HILLARY CLINTON: Your vote on both the Iraq and Iran resolutions are inexcusable. You claim to be tested, experienced and ready to go, but your rationalization for the Iraq vote is that you were essentially duped by the president, and that you were not voting to authorize war, just the threat of war. If you have such wisdom and experience, why were you fooled when so many other people throughout the world – including half the Democrats in Congress – were not? Why were you voting to give license to attack a country which had neither threatened nor attacked the United States? Why was Iraq an urgent threat that required military action when the Soviet Union was not throughout the entire Cold War?
JOHN McCAIN: Of all the candidates running, you are the greatest enthusiast for the Iraq war. You also claim to be riding the Straight-Talk Express. So, how about a little straight talk on Iraq? If Saddam Hussein was such a menace to his neighborhood, why did the United States, under Ronald Reagan, encourage him to attack Iran, and supply him with weapons and intelligence and satellite reconnaissance when he was doing so? If he was such a monster when he was using chemical weapons against both Iranians and Iraqis, why did Republican administrations in the US turn a blind eye to that and even protect the Iraqis from condemnation at the UN?
BARACK OBAMA: If you become the Democratic nominee, the GOP smear machine is going to attack you mercilessly. If you win the presidency, they are going to do everything imaginable to cripple your presidency, from the use of bogus allegations and investigations to relentless filibustering. How are you going to avoid being John Kerry? And if you manage that trick, how are you going to avoid being Bill Clinton or Harry Reid? (Hint: Saying nice things about ‘hope’ will be, ahem, somewhat less than sufficient to achieve that goal.)

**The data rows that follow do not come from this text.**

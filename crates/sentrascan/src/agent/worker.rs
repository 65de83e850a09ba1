use std::panic::{self, AssertUnwindSafe};
use std::time::Instant;

use crossbeam_channel::{Receiver, Sender};
use log::{debug, error};

use crate::detect::EntityDetector;

use super::work::{AgentResult, WorkItem};

/// Inbound message for one agent. `Stop` is the poison pill: the receiving
/// agent exits without processing further items.
pub enum AgentMessage {
    Work(WorkItem),
    Stop,
}

/// Body of one agent thread.
///
/// Pulls exactly one item at a time, classifies it, and publishes the result.
/// A failing or panicking chunk is reported through `AgentResult::error`;
/// only a closed channel or the stop sentinel ends the loop.
pub(crate) fn run_agent(
    agent_id: usize,
    receiver: Receiver<AgentMessage>,
    sender: Sender<AgentResult>,
    detector: Box<dyn EntityDetector>,
) {
    debug!("Agent {} started", agent_id);

    loop {
        let item = match receiver.recv() {
            Ok(AgentMessage::Work(item)) => item,
            Ok(AgentMessage::Stop) => {
                debug!("Agent {} received stop sentinel", agent_id);
                break;
            }
            Err(_) => {
                debug!("Agent {} work channel disconnected", agent_id);
                break;
            }
        };

        let result = classify(&item, detector.as_ref());
        if sender.send(result).is_err() {
            error!("Agent {} failed to send result, shutting down", agent_id);
            break;
        }
    }

    debug!("Agent {} stopped", agent_id);
}

fn classify(item: &WorkItem, detector: &dyn EntityDetector) -> AgentResult {
    let start = Instant::now();
    let outcome = panic::catch_unwind(AssertUnwindSafe(|| detector.detect(&item.text)));
    let processing_ms = start.elapsed().as_secs_f64() * 1000.0;

    match outcome {
        Ok(Ok(entities)) => AgentResult {
            file_path: item.file_path.clone(),
            chunk_index: item.chunk_index,
            entities,
            processing_ms,
            error: None,
        },
        Ok(Err(err)) => AgentResult::failed(item, err.to_string(), processing_ms),
        Err(payload) => {
            let reason = payload
                .downcast_ref::<&str>()
                .map(|s| (*s).to_string())
                .or_else(|| payload.downcast_ref::<String>().cloned())
                .unwrap_or_else(|| "unknown panic".to_string());
            AgentResult::failed(item, format!("classification panicked: {reason}"), processing_ms)
        }
    }
}

#[cfg(test)]
mod tests {
    use super::*;
    use crate::agent::work::WorkMetadata;
    use crate::detect::{DetectedEntity, EntityDetector};
    use crate::error::DetectError;
    use crossbeam_channel::bounded;

    struct FixedDetector;

    impl EntityDetector for FixedDetector {
        fn detect(&self, _text: &str) -> Result<Vec<DetectedEntity>, DetectError> {
            Ok(vec![DetectedEntity {
                entity_type: "EMAIL".to_string(),
                start: 0,
                end: 5,
                confidence: 1.0,
            }])
        }
    }

    struct FailingDetector;

    impl EntityDetector for FailingDetector {
        fn detect(&self, _text: &str) -> Result<Vec<DetectedEntity>, DetectError> {
            Err(DetectError::Failed("bad chunk".to_string()))
        }
    }

    struct PanickingDetector;

    impl EntityDetector for PanickingDetector {
        fn detect(&self, _text: &str) -> Result<Vec<DetectedEntity>, DetectError> {
            panic!("model buffer overrun");
        }
    }

    fn item(index: usize) -> WorkItem {
        WorkItem::new("/data/a.txt", "text", index, 3, WorkMetadata::default())
    }

    #[test]
    fn test_agent_processes_and_stops_on_sentinel() {
        let (work_tx, work_rx) = bounded(4);
        let (result_tx, result_rx) = bounded(4);

        work_tx.send(AgentMessage::Work(item(0))).unwrap();
        work_tx.send(AgentMessage::Stop).unwrap();
        // Queued after the sentinel, must never be processed
        work_tx.send(AgentMessage::Work(item(1))).unwrap();

        run_agent(0, work_rx, result_tx, Box::new(FixedDetector));

        let result = result_rx.try_recv().unwrap();
        assert_eq!(result.chunk_index, 0);
        assert_eq!(result.entities.len(), 1);
        assert!(result_rx.try_recv().is_err());
    }

    #[test]
    fn test_detector_error_becomes_result_error() {
        let (work_tx, work_rx) = bounded(2);
        let (result_tx, result_rx) = bounded(2);

        work_tx.send(AgentMessage::Work(item(0))).unwrap();
        drop(work_tx);

        run_agent(1, work_rx, result_tx, Box::new(FailingDetector));

        let result = result_rx.try_recv().unwrap();
        assert!(result.error.as_deref().unwrap().contains("bad chunk"));
        assert!(result.entities.is_empty());
    }

    #[test]
    fn test_detector_panic_does_not_kill_agent() {
        let (work_tx, work_rx) = bounded(4);
        let (result_tx, result_rx) = bounded(4);

        work_tx.send(AgentMessage::Work(item(0))).unwrap();
        work_tx.send(AgentMessage::Work(item(1))).unwrap();
        drop(work_tx);

        run_agent(2, work_rx, result_tx, Box::new(PanickingDetector));

        // Both chunks produce error results despite the panics
        let first = result_rx.try_recv().unwrap();
        let second = result_rx.try_recv().unwrap();
        assert!(first.error.as_deref().unwrap().contains("panicked"));
        assert!(second.error.as_deref().unwrap().contains("model buffer overrun"));
    }
}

MITT ROMNEY: Is it possible you could be any more oleaginous than you are? Oops, er, how’d that get in there? Never mind. Here’s the real question: Like every other Republican running for president, you bow to the true god of your party, and the true reason for its existence: tax cuts for the wealthy. All of these cuts, going back to Reagan, have been financed by borrowing, meaning that we are flat-out simply stealing from our children. Will you apologize for sticking them with the bill for the Republican Party’s party? For your reckless fiscal irresponsibility, your bacchanalia of greed and selfishness? And if you refuse to do that (and – call me a wild man out on a limb if you must – but something tells me you won’t be making this apology), will you at least tell us exactly which federal government programs you will cut in order to balance the budget against your tax cuts, so that we don’t increase the already monstrous $9 trillion that we now owe, the current (and rising) equivalent of $60,000 for every taxpayer in America?